8. Le conseguenze dell’asservimento: effetti positivi ed effetti negativi
All’asservimento, sia esso unilaterale o intersoggettivo, seguono due effetti inscindibili, ma contrapposti. A ben guardare, anzi, può dirsi senz’altro che i due effetti hanno segno opposto, atteso che ad un effetto positivo per il privato si collega un innegabile effetto negativo a carico dello stesso soggetto.
L’effetto positivo per il privato è l’aumento della volumetria assentibile sul proprio fondo. Ed invero, l’asservimento permette normalmente di edificare un immobile di volumetria superiore rispetto a quella che potrebbe sviluppare un terreno isolatamente considerato.
L’effetto negativo per il privato è invece la sterilizzazione della superficie asservita, che dà luogo a tematiche delicatissime e particolarmente frequenti nella prassi.

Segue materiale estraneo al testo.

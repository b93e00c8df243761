//! User-tunable visual parameters.
//!
//! The frame loop receives a [`Controls`] snapshot every tick; edits happen
//! between ticks through the keyboard bindings or a JSON file given at
//! startup.

use std::path::Path;

use serde::{Deserialize, Deserializer, Serialize};
use thiserror::Error;

/// Errors raised while loading a controls file.
#[derive(Error, Debug)]
pub enum ControlsError {
    #[error("Failed to read controls file: {0}")]
    Io(#[from] std::io::Error),

    #[error("Failed to parse controls: {0}")]
    Parse(#[from] serde_json::Error),
}

/// Control panel values. Missing fields take their default.
#[derive(Debug, Clone, Copy, PartialEq, Serialize, Deserialize)]
#[serde(default)]
pub struct Controls {
    /// Geometry colour, RGB bytes. Channels outside 0..=255 are clamped on load.
    #[serde(deserialize_with = "deserialize_color")]
    pub color: [u8; 3],
    /// Noise input scale (0.0 - 5.0).
    pub scale: f32,
    /// Amplitude falloff per noise octave (0.0 - 1.0).
    pub persistence: f32,
    /// Noise octave count (1 - 10).
    pub octaves: u32,
    /// Jitter amplitude along the normal (0.0 - 1.0).
    pub displacement: f32,
    /// Noise and jitter speed (0.0 - 2.0).
    pub frequency: f32,
    /// Inner sphere subdivision level (0 - 8).
    pub tesselations: u32,
    /// Gap between inner sphere and outer wireframe (0.0 - 1.0).
    pub separation: f32,
}

impl Default for Controls {
    fn default() -> Self {
        Self {
            color: [255, 0, 0],
            scale: 1.5,
            persistence: 0.75,
            octaves: 4,
            displacement: 0.1,
            frequency: 1.0,
            tesselations: 8,
            separation: 0.1,
        }
    }
}

pub const MAX_TESSELATIONS: u32 = 8;
pub const MAX_OCTAVES: u32 = 10;

impl Controls {
    /// Load from a JSON file and clamp into range.
    pub fn load(path: &Path) -> Result<Self, ControlsError> {
        let text = std::fs::read_to_string(path)?;
        let controls = Self::from_json(&text)?;
        log::info!("Loaded controls from {}", path.display());
        Ok(controls)
    }

    pub fn from_json(text: &str) -> Result<Self, ControlsError> {
        let controls: Controls = serde_json::from_str(text)?;
        Ok(controls.clamped())
    }

    /// Copy with every value forced into its panel range. NaN becomes the
    /// range minimum.
    pub fn clamped(self) -> Self {
        Self {
            color: self.color,
            scale: clamp_finite(self.scale, 0.0, 5.0),
            persistence: clamp_finite(self.persistence, 0.0, 1.0),
            octaves: self.octaves.clamp(1, MAX_OCTAVES),
            displacement: clamp_finite(self.displacement, 0.0, 1.0),
            frequency: clamp_finite(self.frequency, 0.0, 2.0),
            tesselations: self.tesselations.min(MAX_TESSELATIONS),
            separation: clamp_finite(self.separation, 0.0, 1.0),
        }
    }

    /// Colour as normalized RGBA with full alpha.
    pub fn geometry_color(&self) -> [f32; 4] {
        let [r, g, b] = self.color;
        [r as f32 / 255.0, g as f32 / 255.0, b as f32 / 255.0, 1.0]
    }

    pub fn adjust_tesselations(&mut self, delta: i32) {
        self.tesselations = self
            .tesselations
            .saturating_add_signed(delta)
            .min(MAX_TESSELATIONS);
    }

    pub fn adjust_separation(&mut self, delta: f32) {
        self.separation = clamp_finite(self.separation + delta, 0.0, 1.0);
    }

    pub fn reset(&mut self) {
        *self = Self::default();
    }
}

fn deserialize_color<'de, D: Deserializer<'de>>(deserializer: D) -> Result<[u8; 3], D::Error> {
    let channels = <[i64; 3]>::deserialize(deserializer)?;
    Ok(channels.map(|channel| channel.clamp(0, 255) as u8))
}

fn clamp_finite(value: f32, min: f32, max: f32) -> f32 {
    if value.is_nan() {
        min
    } else {
        value.clamp(min, max)
    }
}

/// Trigger buttons of the control panel.
#[derive(Debug, Clone, Copy, PartialEq, Eq)]
pub enum ControlAction {
    /// Rebuild the scene geometry.
    LoadScene,
    /// Start the music track.
    PlayMusic,
    /// Restore default parameters.
    ResetParameters,
}

#[cfg(test)]
mod tests {
    use super::*;
    use std::io::Write;

    #[test]
    fn test_defaults() {
        let controls = Controls::default();
        assert_eq!(controls.color, [255, 0, 0]);
        assert_eq!(controls.octaves, 4);
        assert_eq!(controls.tesselations, 8);
        assert!((controls.scale - 1.5).abs() < f32::EPSILON);
        assert!((controls.separation - 0.1).abs() < f32::EPSILON);
        assert_eq!(controls.geometry_color(), [1.0, 0.0, 0.0, 1.0]);
    }

    #[test]
    fn test_partial_json_keeps_defaults() {
        let controls = Controls::from_json(r#"{ "scale": 3.0, "octaves": 6 }"#).unwrap();
        assert_eq!(controls.octaves, 6);
        assert!((controls.scale - 3.0).abs() < f32::EPSILON);
        assert!((controls.persistence - 0.75).abs() < f32::EPSILON);
    }

    #[test]
    fn test_out_of_range_values_are_clamped() {
        let controls = Controls::from_json(
            r#"{ "scale": 9.0, "persistence": -1.0, "octaves": 0, "tesselations": 20, "frequency": 5.0 }"#,
        )
        .unwrap();
        assert_eq!(controls.scale, 5.0);
        assert_eq!(controls.persistence, 0.0);
        assert_eq!(controls.octaves, 1);
        assert_eq!(controls.tesselations, 8);
        assert_eq!(controls.frequency, 2.0);
    }

    #[test]
    fn test_color_channels_are_clamped() {
        let controls = Controls::from_json(r#"{ "color": [300, -5, 128] }"#).unwrap();
        assert_eq!(controls.color, [255, 0, 128]);
        assert_eq!(controls.scale, Controls::default().scale);
    }

    #[test]
    fn test_adjustments_stay_in_range() {
        let mut controls = Controls::default();
        controls.adjust_tesselations(3);
        assert_eq!(controls.tesselations, 8);
        controls.adjust_tesselations(-10);
        assert_eq!(controls.tesselations, 0);

        controls.adjust_separation(2.0);
        assert_eq!(controls.separation, 1.0);
        controls.reset();
        assert_eq!(controls, Controls::default());
    }

    #[test]
    fn test_load_from_file() {
        let mut file = tempfile::NamedTempFile::new().unwrap();
        write!(file, r#"{{ "color": [0, 128, 255], "separation": 0.5 }}"#).unwrap();

        let controls = Controls::load(file.path()).unwrap();
        assert_eq!(controls.color, [0, 128, 255]);
        assert!((controls.separation - 0.5).abs() < f32::EPSILON);
    }

    #[test]
    fn test_bad_json_is_parse_error() {
        let mut file = tempfile::NamedTempFile::new().unwrap();
        write!(file, "not json").unwrap();
        assert!(matches!(
            Controls::load(file.path()),
            Err(ControlsError::Parse(_))
        ));
    }
}
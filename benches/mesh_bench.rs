//! Benchmarks for mesh generation.

use criterion::{black_box, criterion_group, criterion_main, BenchmarkId, Criterion, Throughput};
use glam::Vec3;
use sonosphere::geometry::Icosphere;
use sonosphere::scene::{SceneGeometry, SceneKey};

fn bench_icosphere(c: &mut Criterion) {
    let mut group = c.benchmark_group("Icosphere");

    for level in [2, 4, 6, 8] {
        let sphere = Icosphere::new(Vec3::ZERO, 1.0, level).unwrap();
        group.throughput(Throughput::Elements(sphere.triangle_count() as u64));
        group.bench_with_input(BenchmarkId::new("build", level), &sphere, |b, sphere| {
            b.iter(|| black_box(sphere.build()));
        });
    }

    group.finish();
}

fn bench_scene_rebuild(c: &mut Criterion) {
    let key = SceneKey {
        tesselations: 5,
        separation: 0.1,
    };
    c.bench_function("scene_rebuild", |b| {
        b.iter(|| black_box(SceneGeometry::build(black_box(key)).unwrap()));
    });
}

criterion_group!(benches, bench_icosphere, bench_scene_rebuild);
criterion_main!(benches);
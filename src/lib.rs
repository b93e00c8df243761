//! Sonosphere
//!
//! Audio-reactive visualizer that renders a noise-displaced icosphere inside
//! a wireframe shell, with a bloom post-process.
//!
//! # Features
//!
//! - Icosphere and primitive mesh generation
//! - Audio decoding via Symphonia and playback via cpal
//! - Byte spectrum analysis via RustFFT
//! - Multi-pass rendering via wgpu: scene with bright-pass extraction,
//!   ping-pong Gaussian blur, additive composite
//! - Orbit camera and keyboard/mouse controls via winit

pub mod app;
pub mod audio;
pub mod camera;
pub mod controls;
pub mod frame_loop;
pub mod geometry;
pub mod gpu;
pub mod scene;

// Re-export commonly used types
pub use app::{AppOptions, VisualizerApp};
pub use audio::{load_audio, AudioAnalyser, AudioData, AudioFeatureExtractor, AudioFeatures};
pub use camera::Camera;
pub use controls::{ControlAction, Controls};
pub use frame_loop::{FrameError, FrameInputs, FrameLoop, FrameTarget};
pub use geometry::{DrawMode, Icosphere, Mesh, MeshError};
pub use gpu::{FrameRenderer, GpuContext, RendererConfig, ShaderParameters};
pub use scene::{SceneGeometry, SceneKey};
//! Windowed visualizer: winit event handling around the frame loop.

use std::path::PathBuf;
use std::sync::Arc;

use glam::{Vec2, Vec3};
use winit::{
    application::ApplicationHandler,
    dpi::{LogicalSize, PhysicalPosition},
    event::{ElementState, KeyEvent, MouseButton, MouseScrollDelta, WindowEvent},
    event_loop::ActiveEventLoop,
    keyboard::{KeyCode, PhysicalKey},
    window::{Window, WindowId},
};

use crate::audio::{
    load_audio, AudioAnalyser, AudioError, Track, TrackPlayer, WindowAnalyser, DEFAULT_FFT_SIZE,
};
use crate::camera::{Camera, ROTATE_SPEED};
use crate::controls::{ControlAction, Controls};
use crate::frame_loop::{FrameError, FrameInputs, FrameLoop, FrameTarget};
use crate::gpu::{
    FrameRenderer, GpuContext, GpuError, GpuMesh, ProgramKind, RendererConfig, ScenePass,
    ShaderParameters, ShaderProgram,
};
use crate::scene::SceneGeometry;

const SEPARATION_STEP: f32 = 0.05;
const LINE_ZOOM_SPEED: f32 = 0.1;
const PIXEL_ZOOM_SPEED: f32 = 0.002;

/// Startup options for [`VisualizerApp`].
#[derive(Debug, Clone, Default)]
pub struct AppOptions {
    /// Music track played by the Play action.
    pub audio: Option<PathBuf>,
    pub controls: Controls,
    pub renderer: RendererConfig,
}

/// Everything that exists only while a window is open.
struct Stage {
    context: GpuContext,
    window: Arc<Window>,
    surface: wgpu::Surface<'static>,
    surface_config: wgpu::SurfaceConfiguration,
    renderer: FrameRenderer,
    camera: Camera,
    fire: ShaderProgram,
    line: ShaderProgram,
    inner: Option<GpuMesh>,
    outer: Option<GpuMesh>,
}

impl Stage {
    fn new(window: Arc<Window>, config: &RendererConfig) -> Result<Self, GpuError> {
        let (ctx, surface) = pollster::block_on(GpuContext::for_window(Arc::clone(&window)))?;

        let capabilities = surface.get_capabilities(&ctx.adapter);
        let format = capabilities
            .formats
            .iter()
            .copied()
            .find(|f| !f.is_srgb())
            .or_else(|| capabilities.formats.first().copied())
            .ok_or_else(|| {
                GpuError::UnsupportedPlatform("surface reports no texture formats".into())
            })?;

        let size = window.inner_size();
        let surface_config = wgpu::SurfaceConfiguration {
            usage: wgpu::TextureUsages::RENDER_ATTACHMENT,
            format,
            width: size.width.max(1),
            height: size.height.max(1),
            present_mode: wgpu::PresentMode::Fifo,
            alpha_mode: capabilities
                .alpha_modes
                .first()
                .copied()
                .unwrap_or(wgpu::CompositeAlphaMode::Auto),
            view_formats: vec![],
            desired_maximum_frame_latency: 2,
        };
        surface.configure(&ctx.device, &surface_config);

        let renderer = FrameRenderer::new(
            &ctx,
            RendererConfig {
                width: surface_config.width,
                height: surface_config.height,
                output_format: format,
                ..config.clone()
            },
        );

        let mut camera = Camera::new(Vec3::new(0.0, 0.0, 5.0), Vec3::ZERO);
        camera.set_aspect_ratio(surface_config.width as f32 / surface_config.height as f32);
        camera.update_projection_matrix();

        log::info!(
            "Surface configured: {}x{} {:?}",
            surface_config.width,
            surface_config.height,
            format
        );

        Ok(Self {
            fire: ShaderProgram::new(&ctx.device, ProgramKind::Fire),
            line: ShaderProgram::new(&ctx.device, ProgramKind::Line),
            context: ctx,
            window,
            surface,
            surface_config,
            renderer,
            camera,
            inner: None,
            outer: None,
        })
    }

    fn resize(&mut self, width: u32, height: u32) {
        if width == 0 || height == 0 {
            return;
        }
        self.surface_config.width = width;
        self.surface_config.height = height;
        self.surface
            .configure(&self.context.device, &self.surface_config);
        self.renderer.resize(width, height);
        self.camera.set_aspect_ratio(width as f32 / height as f32);
        self.camera.update_projection_matrix();
    }
}

impl FrameTarget for Stage {
    fn rebuild_scene(&mut self, geometry: &SceneGeometry) -> Result<(), FrameError> {
        let device = &self.context.device;
        let inner = GpuMesh::upload(device, "inner_sphere", &geometry.inner);
        let outer = GpuMesh::upload(device, "outer_sphere", &geometry.outer);

        if let Some(old) = self.inner.replace(inner) {
            old.destroy();
        }
        if let Some(old) = self.outer.replace(outer) {
            old.destroy();
        }
        Ok(())
    }

    fn update_camera(&mut self) {
        self.camera.update();
    }

    fn render(&mut self, parameters: &ShaderParameters) -> Result<(), FrameError> {
        let (Some(inner), Some(outer)) = (&self.inner, &self.outer) else {
            return Ok(());
        };

        let frame = match self.surface.get_current_texture() {
            Ok(frame) => frame,
            Err(wgpu::SurfaceError::Lost | wgpu::SurfaceError::Outdated) => {
                log::debug!("Surface lost, reconfiguring");
                self.surface
                    .configure(&self.context.device, &self.surface_config);
                return Ok(());
            }
            Err(e) => return Err(GpuError::from(e).into()),
        };
        let view = frame
            .texture
            .create_view(&wgpu::TextureViewDescriptor::default());

        let outer_meshes = [outer];
        let inner_meshes = [inner];
        let passes = [
            ScenePass {
                program: &self.line,
                parameters,
                meshes: &outer_meshes,
            },
            ScenePass {
                program: &self.fire,
                parameters,
                meshes: &inner_meshes,
            },
        ];
        self.renderer.render_frame(&self.camera, &passes, &view);

        self.window.pre_present_notify();
        frame.present();
        Ok(())
    }

    fn request_next_frame(&mut self) {
        self.window.request_redraw();
    }
}

/// The windowed application.
pub struct VisualizerApp {
    controls: Controls,
    renderer_config: RendererConfig,
    frame_loop: FrameLoop,
    stage: Option<Stage>,
    player: Option<TrackPlayer>,
    analyser: Option<WindowAnalyser<Track>>,
    dragging: bool,
    last_cursor: Option<PhysicalPosition<f64>>,
    fatal: Option<GpuError>,
}

impl VisualizerApp {
    /// Create the app, decoding the audio track up front if one is given.
    pub fn new(options: AppOptions) -> Result<Self, AudioError> {
        let (player, analyser) = match &options.audio {
            Some(path) => {
                let track = Track::from_audio(&load_audio(path)?);
                let analyser = WindowAnalyser::new(track.clone(), DEFAULT_FFT_SIZE);
                (Some(TrackPlayer::new(track)), Some(analyser))
            }
            None => (None, None),
        };

        Ok(Self {
            controls: options.controls.clamped(),
            renderer_config: options.renderer,
            frame_loop: FrameLoop::new(),
            stage: None,
            player,
            analyser,
            dragging: false,
            last_cursor: None,
            fatal: None,
        })
    }

    pub fn controls(&self) -> &Controls {
        &self.controls
    }

    /// The error that closed the event loop, if any.
    pub fn take_fatal_error(&mut self) -> Option<GpuError> {
        self.fatal.take()
    }

    fn apply(&mut self, action: ControlAction) {
        log::debug!("Control action: {action:?}");
        match action {
            ControlAction::LoadScene => self.frame_loop.invalidate_scene(),
            ControlAction::PlayMusic => match &mut self.player {
                Some(player) => {
                    if let Err(e) = player.play() {
                        log::error!("Failed to start playback: {e}");
                    }
                }
                None => log::warn!("No audio track loaded"),
            },
            ControlAction::ResetParameters => {
                self.controls.reset();
                log::info!("Parameters reset");
            }
        }
    }

    fn handle_key(&mut self, event_loop: &ActiveEventLoop, code: KeyCode) {
        match code {
            KeyCode::Escape => event_loop.exit(),
            KeyCode::KeyL => self.apply(ControlAction::LoadScene),
            KeyCode::KeyP => self.apply(ControlAction::PlayMusic),
            KeyCode::KeyR => self.apply(ControlAction::ResetParameters),
            KeyCode::ArrowUp => self.controls.adjust_tesselations(1),
            KeyCode::ArrowDown => self.controls.adjust_tesselations(-1),
            KeyCode::ArrowRight => self.controls.adjust_separation(SEPARATION_STEP),
            KeyCode::ArrowLeft => self.controls.adjust_separation(-SEPARATION_STEP),
            _ => {}
        }
    }

    fn redraw(&mut self) {
        let Some(stage) = self.stage.as_mut() else {
            return;
        };
        let inputs = FrameInputs {
            controls: &self.controls,
            analyser: self
                .analyser
                .as_mut()
                .map(|analyser| analyser as &mut dyn AudioAnalyser),
        };
        if let Err(e) = self.frame_loop.tick(inputs, stage) {
            log::warn!("Frame {} failed: {e}", self.frame_loop.frame());
        }
    }
}

impl ApplicationHandler for VisualizerApp {
    fn resumed(&mut self, event_loop: &ActiveEventLoop) {
        if self.stage.is_some() {
            return;
        }

        let attributes = Window::default_attributes()
            .with_title("Sonosphere")
            .with_inner_size(LogicalSize::new(
                self.renderer_config.width,
                self.renderer_config.height,
            ));

        let stage = event_loop
            .create_window(attributes)
            .map_err(|e| GpuError::UnsupportedPlatform(e.to_string()))
            .and_then(|window| Stage::new(Arc::new(window), &self.renderer_config));

        match stage {
            Ok(stage) => {
                log::info!("Press P to play, L to rebuild, R to reset, ESC to quit");
                stage.window.request_redraw();
                self.stage = Some(stage);
            }
            Err(e) => {
                log::error!("Failed to initialize rendering: {e}");
                self.fatal = Some(e);
                event_loop.exit();
            }
        }
    }

    fn window_event(&mut self, event_loop: &ActiveEventLoop, _window_id: WindowId, event: WindowEvent) {
        match event {
            WindowEvent::CloseRequested => event_loop.exit(),
            WindowEvent::Resized(size) => {
                if let Some(stage) = self.stage.as_mut() {
                    stage.resize(size.width, size.height);
                }
            }
            WindowEvent::KeyboardInput {
                event:
                    KeyEvent {
                        state: ElementState::Pressed,
                        physical_key: PhysicalKey::Code(code),
                        ..
                    },
                ..
            } => self.handle_key(event_loop, code),
            WindowEvent::MouseInput {
                state,
                button: MouseButton::Left,
                ..
            } => {
                self.dragging = state == ElementState::Pressed;
            }
            WindowEvent::CursorMoved { position, .. } => {
                if let (true, Some(last), Some(stage)) =
                    (self.dragging, self.last_cursor, self.stage.as_mut())
                {
                    let delta = Vec2::new((position.x - last.x) as f32, (position.y - last.y) as f32);
                    stage.camera.rotate(delta * ROTATE_SPEED);
                }
                self.last_cursor = Some(position);
            }
            WindowEvent::CursorLeft { .. } => {
                self.last_cursor = None;
            }
            WindowEvent::MouseWheel { delta, .. } => {
                if let Some(stage) = self.stage.as_mut() {
                    let zoom = match delta {
                        MouseScrollDelta::LineDelta(_, y) => -y * LINE_ZOOM_SPEED,
                        MouseScrollDelta::PixelDelta(pos) => -(pos.y as f32) * PIXEL_ZOOM_SPEED,
                    };
                    stage.camera.zoom(zoom);
                }
            }
            WindowEvent::RedrawRequested => self.redraw(),
            _ => {}
        }
    }
}
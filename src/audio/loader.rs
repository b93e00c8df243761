//! Music track decoding using Symphonia.
//!
//! Supports WAV, MP3, FLAC, and AAC formats.

use std::fs::File;
use std::path::Path;

use symphonia::core::audio::SampleBuffer;
use symphonia::core::codecs::{DecoderOptions, CODEC_TYPE_NULL};
use symphonia::core::errors::Error as SymphoniaError;
use symphonia::core::formats::FormatOptions;
use symphonia::core::io::MediaSourceStream;
use symphonia::core::meta::MetadataOptions;
use symphonia::core::probe::Hint;

use super::error::AudioError;

/// Decoded audio, interleaved f32 samples in `-1.0..=1.0`.
#[derive(Debug, Clone)]
pub struct AudioData {
    pub samples: Vec<f32>,
    pub sample_rate: u32,
    pub channels: usize,
}

impl AudioData {
    /// Duration in seconds.
    pub fn duration(&self) -> f64 {
        if self.sample_rate == 0 {
            return 0.0;
        }
        self.num_frames() as f64 / self.sample_rate as f64
    }

    /// Samples per channel.
    pub fn num_frames(&self) -> usize {
        self.samples.len().checked_div(self.channels).unwrap_or(0)
    }

    /// Average all channels into one.
    pub fn to_mono(&self) -> Vec<f32> {
        match self.channels {
            0 => Vec::new(),
            1 => self.samples.clone(),
            n => self
                .samples
                .chunks_exact(n)
                .map(|frame| frame.iter().sum::<f32>() / n as f32)
                .collect(),
        }
    }
}

/// Decode the whole file at `path`.
///
/// ```no_run
/// use sonosphere::audio::load_audio;
/// use std::path::Path;
///
/// let track = load_audio(Path::new("song.mp3")).unwrap();
/// println!("{:.2}s at {}Hz", track.duration(), track.sample_rate);
/// ```
pub fn load_audio(path: &Path) -> Result<AudioData, AudioError> {
    let file = File::open(path)?;
    let mss = MediaSourceStream::new(Box::new(file), Default::default());

    let mut hint = Hint::new();
    if let Some(ext) = path.extension().and_then(|e| e.to_str()) {
        hint.with_extension(ext);
    }

    let audio = decode(mss, &hint)?;
    log::info!(
        "Loaded {} ({:.1}s, {}Hz, {} channels)",
        path.display(),
        audio.duration(),
        audio.sample_rate,
        audio.channels
    );
    Ok(audio)
}

fn decode(mss: MediaSourceStream, hint: &Hint) -> Result<AudioData, AudioError> {
    let probed = symphonia::default::get_probe().format(
        hint,
        mss,
        &FormatOptions::default(),
        &MetadataOptions::default(),
    )?;
    let mut format = probed.format;

    let track = format
        .tracks()
        .iter()
        .find(|t| t.codec_params.codec != CODEC_TYPE_NULL)
        .ok_or(AudioError::NoAudioTrack)?;

    let track_id = track.id;
    let sample_rate = track
        .codec_params
        .sample_rate
        .ok_or(AudioError::UnknownSampleRate)?;
    let mut channels = track.codec_params.channels.map(|c| c.count()).unwrap_or(0);

    let mut decoder =
        symphonia::default::get_codecs().make(&track.codec_params, &DecoderOptions::default())?;

    let mut samples = Vec::new();
    let mut buffer: Option<SampleBuffer<f32>> = None;

    loop {
        let packet = match format.next_packet() {
            Ok(packet) => packet,
            Err(SymphoniaError::IoError(e)) if e.kind() == std::io::ErrorKind::UnexpectedEof => {
                break;
            }
            Err(SymphoniaError::ResetRequired) => {
                decoder.reset();
                continue;
            }
            Err(e) => return Err(e.into()),
        };

        if packet.track_id() != track_id {
            continue;
        }

        let decoded = match decoder.decode(&packet) {
            Ok(decoded) => decoded,
            Err(SymphoniaError::DecodeError(msg)) => {
                log::warn!("Skipping corrupt packet: {msg}");
                continue;
            }
            Err(e) => return Err(e.into()),
        };

        let buf = buffer.get_or_insert_with(|| {
            SampleBuffer::new(decoded.capacity() as u64, *decoded.spec())
        });
        if channels == 0 {
            channels = decoded.spec().channels.count();
        }
        buf.copy_interleaved_ref(decoded);
        samples.extend_from_slice(buf.samples());
    }

    Ok(AudioData {
        samples,
        sample_rate,
        channels: channels.max(1),
    })
}

#[cfg(test)]
mod tests {
    use super::*;
    use std::io::Write;

    fn write_wav(path: &Path, sample_rate: u32, channels: u16, frames: &[i16]) {
        let data_len = (frames.len() * 2) as u32;
        let block_align = channels * 2;
        let mut bytes = Vec::new();
        bytes.extend_from_slice(b"RIFF");
        bytes.extend_from_slice(&(36 + data_len).to_le_bytes());
        bytes.extend_from_slice(b"WAVEfmt ");
        bytes.extend_from_slice(&16u32.to_le_bytes());
        bytes.extend_from_slice(&1u16.to_le_bytes());
        bytes.extend_from_slice(&channels.to_le_bytes());
        bytes.extend_from_slice(&sample_rate.to_le_bytes());
        bytes.extend_from_slice(&(sample_rate * block_align as u32).to_le_bytes());
        bytes.extend_from_slice(&block_align.to_le_bytes());
        bytes.extend_from_slice(&16u16.to_le_bytes());
        bytes.extend_from_slice(b"data");
        bytes.extend_from_slice(&data_len.to_le_bytes());
        for s in frames {
            bytes.extend_from_slice(&s.to_le_bytes());
        }
        File::create(path).unwrap().write_all(&bytes).unwrap();
    }

    #[test]
    fn test_duration_and_frames() {
        let audio = AudioData {
            samples: vec![0.0; 44100 * 2],
            sample_rate: 44100,
            channels: 2,
        };
        assert_eq!(audio.num_frames(), 44100);
        assert!((audio.duration() - 1.0).abs() < 1e-9);
    }

    #[test]
    fn test_to_mono_averages_channels() {
        let audio = AudioData {
            samples: vec![0.5, -0.5, 1.0, 0.0],
            sample_rate: 44100,
            channels: 2,
        };
        assert_eq!(audio.to_mono(), vec![0.0, 0.5]);
    }

    #[test]
    fn test_load_stereo_wav() {
        let dir = tempfile::tempdir().unwrap();
        let path = dir.path().join("tone.wav");
        let frames: Vec<i16> = (0..800).map(|i| if i % 2 == 0 { 16384 } else { 0 }).collect();
        write_wav(&path, 8000, 2, &frames);

        let audio = load_audio(&path).unwrap();
        assert_eq!(audio.sample_rate, 8000);
        assert_eq!(audio.channels, 2);
        assert_eq!(audio.num_frames(), 400);

        let mono = audio.to_mono();
        assert!(mono.iter().all(|&s| (s - 0.25).abs() < 1e-3));
    }

    #[test]
    fn test_missing_file_is_io_error() {
        let dir = tempfile::tempdir().unwrap();
        let result = load_audio(&dir.path().join("missing.wav"));
        assert!(matches!(result, Err(AudioError::IoError(_))));
    }
}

Alla luce della rilevantissima incidenza dell’asservimento nella materia che ci occupa, appare opportuno trattare separatamente l’effetto positivo e quello negativo, cogliendo peraltro l’occasione per affrontare le principali questioni applicative che si pongono in relazione all’uno ed all’altro.
9. Effetti positivi dell’asservimento e questione del lotto minimo
Si è detto che l’effetto positivo dell’asservimento - unilaterale o intersoggettivo - è dato dall’aumento della volumetria assentibile.
Dal punto di vista del proprietario, tale effetto costituisce il motivo soggettivo sotteso allo stesso atto di asservimento: ciò che induce il proprietario ad asservire un’area di sua proprietà, o a chiedere al vicino di asservire l’area di quest’ultimo, è evidentemente l’intenzione di maggiorare la volumetria assentibile nell’ambito edificabile, anche a costo di farne risultare l’effetto negativo di cui si dirà.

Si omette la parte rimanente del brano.